Your objective:
Only lines holding the string "Accepted" are wanted; copy each one from the material.

Task input:

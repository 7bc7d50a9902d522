//! Drag-to-connect gesture
//!
//! A press on a socket starts a drag, moves update a preview curve from the
//! socket to the pointer, and the release removes the curve and produces a
//! connection request for whoever owns graph connections. Deciding whether
//! the request is valid is not done here.

use crate::canvas::{Canvas, ItemId};
use crate::geometry::{make_curve, Socket, SocketDirection};
use crate::hit_test::hit_test_sockets;
use kurbo::Point;
use serde::{Deserialize, Serialize};
use uuid::Uuid;

/// Identifier of a node in a scene
pub type NodeId = Uuid;

/// Identity of a socket on a particular node
#[derive(Clone, Copy, Debug, PartialEq, Eq, Hash, Serialize, Deserialize)]
pub struct SocketRef {
    pub node: NodeId,
    /// Row index of the socket
    pub index: usize,
    pub direction: SocketDirection,
}

impl SocketRef {
    pub fn new(node: NodeId, socket: &Socket) -> Self {
        Self {
            node,
            index: socket.index,
            direction: socket.direction,
        }
    }
}

/// What a finished drag hands to the connection owner
#[derive(Clone, Copy, Debug, PartialEq, Serialize, Deserialize)]
pub struct ConnectionRequest {
    pub origin: SocketRef,
    /// Pointer position at release, canvas space
    pub release_point: Point,
}

/// Whether a pointer event was consumed
#[derive(Clone, Copy, Debug, PartialEq, Eq)]
pub enum EventResult {
    Accepted,
    /// Not claimed; the container should apply its default handling
    Ignored,
}

/// A drag in progress
#[derive(Clone, Debug, PartialEq)]
pub struct DragGesture {
    pub origin: SocketRef,
    /// Canvas-space center of the origin socket at press time
    pub anchor: Point,
    /// Latest pointer position, canvas space
    pub endpoint: Point,
    /// Preview curve registered with the canvas
    pub preview: ItemId,
}

#[derive(Clone, Debug, Default, PartialEq)]
pub enum GestureState {
    #[default]
    Idle,
    Dragging(DragGesture),
}

/// Press/drag/release state machine for one node visual
#[derive(Debug, Default)]
pub struct ConnectionGesture {
    state: GestureState,
}

impl ConnectionGesture {
    pub fn new() -> Self {
        Self::default()
    }

    pub fn state(&self) -> &GestureState {
        &self.state
    }

    pub fn is_dragging(&self) -> bool {
        matches!(self.state, GestureState::Dragging(_))
    }

    /// Handle a press at a node-local point
    ///
    /// If the point is inside one of `sockets` a drag starts: the socket
    /// center is mapped to canvas space through `node_item` and a degenerate
    /// preview curve is registered there. A press while a drag is already
    /// live is swallowed without touching it.
    pub fn press(
        &mut self,
        node: NodeId,
        node_item: ItemId,
        sockets: &[Socket],
        local_point: Point,
        canvas: &mut dyn Canvas,
    ) -> EventResult {
        if let GestureState::Dragging(drag) = &self.state {
            log::debug!("Press ignored, already dragging from {:?}", drag.origin);
            return EventResult::Accepted;
        }

        let Some(hit) = hit_test_sockets(sockets, local_point) else {
            return EventResult::Ignored;
        };

        let socket = &sockets[hit];
        let origin = SocketRef::new(node, socket);
        let anchor = canvas.map_to_canvas(node_item, socket.center());
        let preview = canvas.add_curve(node_item, make_curve(anchor, anchor));

        log::debug!("Connection drag started from {:?} at {:?}", origin, anchor);
        self.state = GestureState::Dragging(DragGesture {
            origin,
            anchor,
            endpoint: anchor,
            preview,
        });
        EventResult::Accepted
    }

    /// Follow the pointer with the preview curve
    pub fn drag(&mut self, canvas_point: Point, canvas: &mut dyn Canvas) -> EventResult {
        let GestureState::Dragging(drag) = &mut self.state else {
            return EventResult::Ignored;
        };

        drag.endpoint = canvas_point;
        canvas.set_curve_path(drag.preview, make_curve(drag.anchor, canvas_point));
        log::trace!("Connection drag moved to {:?}", canvas_point);
        EventResult::Accepted
    }

    /// End the drag wherever the pointer is
    ///
    /// The preview curve is removed no matter where the release happens.
    /// Returns None if no drag was live.
    pub fn release(&mut self, canvas_point: Point, canvas: &mut dyn Canvas) -> Option<ConnectionRequest> {
        let GestureState::Dragging(drag) = std::mem::take(&mut self.state) else {
            return None;
        };

        canvas.remove_item(drag.preview);
        log::debug!("Connection drag from {:?} released at {:?}", drag.origin, canvas_point);

        Some(ConnectionRequest {
            origin: drag.origin,
            release_point: canvas_point,
        })
    }

    /// Drop a live drag without producing a request
    ///
    /// Returns true if a drag was cancelled.
    pub fn cancel(&mut self, canvas: &mut dyn Canvas) -> bool {
        let GestureState::Dragging(drag) = std::mem::take(&mut self.state) else {
            return false;
        };

        canvas.remove_item(drag.preview);
        log::debug!("Connection drag from {:?} cancelled", drag.origin);
        true
    }
}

Your response:
    Accepted,
            return EventResult::Accepted;
        EventResult::Accepted
        EventResult::Accepted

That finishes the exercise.